How to Dispose of Household Hazardous Waste
By Chad Upton | Editor
Every home has things that should NOT go in the trash. Yet, many people don’t know what to do with them or even what some of these items are.
Some examples are:
- compact fluorescent light bulbs
- paints and stains
- pesticides and herbicides
- fertilizers and poisons
- cleaners and disinfectants
- car fluids
- medicines and prescription drugs
The main concern is that when many of these hazardous materials make it to landfills, they will eventually leech into our water supply and have potentially dangerous consequences.
Many large retailers such as Lowe’s, Radio Shack, Best Buy, Sam’s Club, Whole Foods and many others will accept certain types of batteries, Ni-Cad and Car Batteries being the most popular types accepted. Some retailers, like Home Depot and Lowe’s, will also accept compact fluorescent light bulbs.
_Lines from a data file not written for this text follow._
//! # RowSync Store
//!
//! Transactional store abstraction and implementations for RowSync.
//!
//! This crate is the lowest layer of the sync server. It knows how to
//! persist client groups, clients, client view records (CVRs) and the
//! tenant-scoped entity rows that get synced, and how to answer
//! declarative visibility queries over those rows. It knows nothing about
//! the pull/push protocol itself.
//!
//! ## Design Principles
//!
//! - Every access goes through an explicit transaction handle ([`StoreTx`])
//! - Every row, client and client group is scoped by a tenant identifier
//! - Transient contention is reported as a classified [`StoreError`], and
//!   callers decide whether to retry
//! - Backends must be `Send + Sync` and fully async
//!
//! ## Available Backends
//!
//! - [`MemoryStore`] - Single-writer in-memory store for tests and demos,
//!   with commit fault injection
//!
//! ## Example
//!
//! ```rust
//! use rowsync_store::{MemoryStore, Store, StoreTx};
//! use serde_json::json;
//!
//! let runtime = tokio::runtime::Runtime::new().unwrap();
//! runtime.block_on(async {
//!     let store = MemoryStore::new();
//!     let mut tx = store.begin().await.unwrap();
//!     let fields = json!({"title": "hello"}).as_object().cloned().unwrap();
//!     let row = tx.upsert_row("acme", "orders", "o-1", fields).await.unwrap();
//!     tx.commit().await.unwrap();
//!     assert_eq!(row.row_version, 1);
//! });
//! ```

#![deny(unsafe_code)]
#![warn(missing_docs)]
// Production code MUST NOT use panic!/unwrap()/expect()
#![warn(clippy::unwrap_used, clippy::expect_used, clippy::panic)]

mod backend;
mod error;
mod memory;
mod query;
mod types;

pub use backend::{Store, StoreTx};
pub use error::{StoreError, StoreResult};
pub use memory::{InjectedFault, MemoryStore};
pub use query::{RowFilter, RowQuery};
pub use types::{
    now_millis, ClientGroupRecord, ClientRecord, ClientViewRecord, CvrRecord, Row, RowMetadata,
    SweepStats, RESERVED_FIELDS,
};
For most other hazardous materials, you’ll likely need to go to your city’s drop off depot. Sometimes this service is paid for by your taxes, other cities charge a usage fee depending on what you’re dropping off.
A great site to help you find a nearby retailer or city depot to recycle or safely dispose of some of these items is earth911.com. You tell it what hazardous material you have and where you are, it will try to tell you the nearest place you can take it. I got really good results for everything I tried.